I’ve been following Let’s Encrypt for a while, and the idea is as simple as it’s brilliant! Make it so easy to add a encryption to your webserver setup that there’s really no reson not to. Traditionally this has been both a cumbersome and potentially expensive investment. At least for smaller stuff like your average blog or community web site getting a certificate and setting it all up has been a hassle.

So I really like the idea of Let’s Encrypt, and since they’ve just launched their public beta program in time for the renewal of one of my certificates I decided to give it a spin. The process was surprisingly painless.

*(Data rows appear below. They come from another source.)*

//! Agent name validation.
//!
//! Names travel inside serialized routes and handshake bodies, so the
//! characters used as separators by those encodings are reserved.

use crate::error::{RoutingError, RoutingResult};

/// Maximum length of an agent name in bytes.
pub const MAX_NAME_LEN: usize = 128;

/// Characters an agent name may not contain.
pub const RESERVED_CHARS: &[char] = &['@', '$', '&', '=', '%', ',', ':'];

/// Returns true if `name` is usable as an agent name.
pub fn is_valid(name: &str) -> bool {
    !name.is_empty()
        && name.len() <= MAX_NAME_LEN
        && !name
            .chars()
            .any(|c| RESERVED_CHARS.contains(&c) || c.is_whitespace() || c.is_control())
}

/// Validate an agent name, returning it owned on success.
pub fn validate(name: &str) -> RoutingResult<String> {
    if is_valid(name) {
        Ok(name.to_string())
    } else {
        Err(RoutingError::InvalidAgentName(name.to_string()))
    }
}

#[cfg(test)]
mod tests {
    use super::*;

    #[test]
    fn test_valid_names() {
        assert!(is_valid("alice"));
        assert!(is_valid("node-7.eu_west"));
        assert!(is_valid("ünïcødé"));
    }

    #[test]
    fn test_rejects_empty_and_reserved() {
        assert!(!is_valid(""));
        for bad in ["a,b", "a@b", "a$b", "a&b", "a=b", "a%b", "a:b", "a b", "a\nb"] {
            assert!(!is_valid(bad), "{bad:?} should be invalid");
        }
    }

    #[test]
    fn test_rejects_overlong() {
        let long = "x".repeat(MAX_NAME_LEN + 1);
        assert!(!is_valid(&long));
        assert_eq!(
            validate(&long),
            Err(RoutingError::InvalidAgentName(long.clone()))
        );
    }
}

The base Let’s Encrypt program is already in the FreeBSD ports collection, so installing it was as simple as running:

portmaster -P /usr/ports/security/py-letsencrypt

There was quite a bit of dependencies to be installed, but the ports system takes care of that, and portmaster helps make the process really smooth. A few config options and 10 minutes later everything was built and installed.

Next step was to generate the certificates. After a few misses I found the right invocation:

sudo letsencrypt certonly --webroot \
    -w /usr/local/www/my_rails_app_dir/current/public/ \
    -d mydomain.com -d www.mydomain.com

Half a minute later I have my certificates in /usr/local/etc/letsencrypt/live/mydomain.com. I just had to update the apache config and everything worked right away.

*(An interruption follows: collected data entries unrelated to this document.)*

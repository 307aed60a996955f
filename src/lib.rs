//! titools - Titanium SDK skills installer for AI coding assistants
//!
//! Installs skill bundles and agent prompts into Claude Code, Gemini CLI
//! and Codex CLI, and keeps a knowledge index block in a project's
//! AGENTS.md / CLAUDE.md / GEMINI.md.
//!
//! ## Key Concepts
//!
//! - **Knowledge block**: a marker-delimited region titools owns inside a
//!   user's markdown file; everything outside it is left alone
//! - **Sync**: strip the previous block, append a fresh one, write once
//! - **Priority**: CLAUDE.md > GEMINI.md > AGENTS.md

pub mod cli;
pub mod config;
pub mod core;
pub mod remote;

pub use config::{Config, Layout};
pub use core::policy::{files_to_sync, AiFiles, TargetFile};
pub use core::sync::{sync, sync_files, SyncStatus};
pub use core::version::{compare_versions, VersionToken};
pub use core::{SyncError, SyncResult};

The Let’s Encrypt website warns that you may have to shut down your webserver while it does it’s job. That was not neccesary in this case. It seems this is only neccesary if you run with the --standalone option. The --webroot and -w options on the other hand allows you to specify manually where letsencrypt should put it’s challenge files.

The Let’s Encrypt server then accesses these files using the regular webserver you’re already running. Since this particular domain runs a Ruby on Rails app deployed using Capistrano I ended up with the path above.

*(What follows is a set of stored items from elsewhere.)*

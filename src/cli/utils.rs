//! CLI utility functions
//!
//! Status lines, prompting helpers and bundle lookup shared by commands.

use std::path::PathBuf;

use anyhow::Result;
use colored::Colorize;

use crate::config::Config;
use crate::core::bundle::BundleSource;
use crate::remote::{download_bundle, DownloadedBundle};

/// Print a command header
pub fn header(title: &str) {
    println!();
    println!("{}", title.blue().bold());
    println!();
}

pub fn succeed(msg: &str) {
    println!("{} {}", "✓".green(), msg);
}

pub fn fail(msg: &str) {
    println!("{} {}", "✗".red(), msg);
}

pub fn warn(msg: &str) {
    println!("{} {}", "!".yellow(), msg);
}

pub fn info(msg: &str) {
    println!("{} {}", "i".cyan(), msg);
}

/// Join items for display: `a, b, c`
pub fn format_list(items: &[String]) -> String {
    items.join(", ")
}

/// Whether interactive prompts can be shown
pub fn can_prompt() -> bool {
    console::user_attended()
}

/// Where the bundle being installed comes from
pub enum Bundle {
    Local(BundleSource),
    Downloaded(DownloadedBundle),
}

impl Bundle {
    pub fn source(&self) -> &BundleSource {
        match self {
            Bundle::Local(bundle) => bundle,
            Bundle::Downloaded(downloaded) => &downloaded.bundle,
        }
    }
}

/// Use a local checkout when given, otherwise download from GitHub
pub fn resolve_bundle(local: Option<PathBuf>, config: &Config) -> Result<Bundle> {
    if let Some(dir) = local {
        let bundle = BundleSource::open(dir)?;
        succeed(&format!("Using local repository ({})", bundle.root().display()));
        return Ok(Bundle::Local(bundle));
    }

    eprintln!("Downloading from GitHub...");
    match download_bundle(&config.source) {
        Ok(downloaded) => {
            succeed("Downloaded from GitHub");
            Ok(Bundle::Downloaded(downloaded))
        }
        Err(e) => {
            fail("Failed to download");
            Err(e)
        }
    }
}

#[cfg(test)]
mod tests {
    use super::*;

    #[test]
    fn test_format_list() {
        assert_eq!(format_list(&[]), "");
        assert_eq!(format_list(&["one".to_string()]), "one");
        assert_eq!(
            format_list(&["one".to_string(), "two".to_string(), "three".to_string()]),
            "one, two, three"
        );
    }
}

I had quite frankly expected that there should be more bumps. For one, this is still a beta, and they do warn that there will be bugs on their website. Further not all software developed for Linux runs equally smooth on FreeBSD, but this time there was no need for worrying.

The plugins for apache and nginx are not yet available in the ports tree however, so I’m running things manually for now.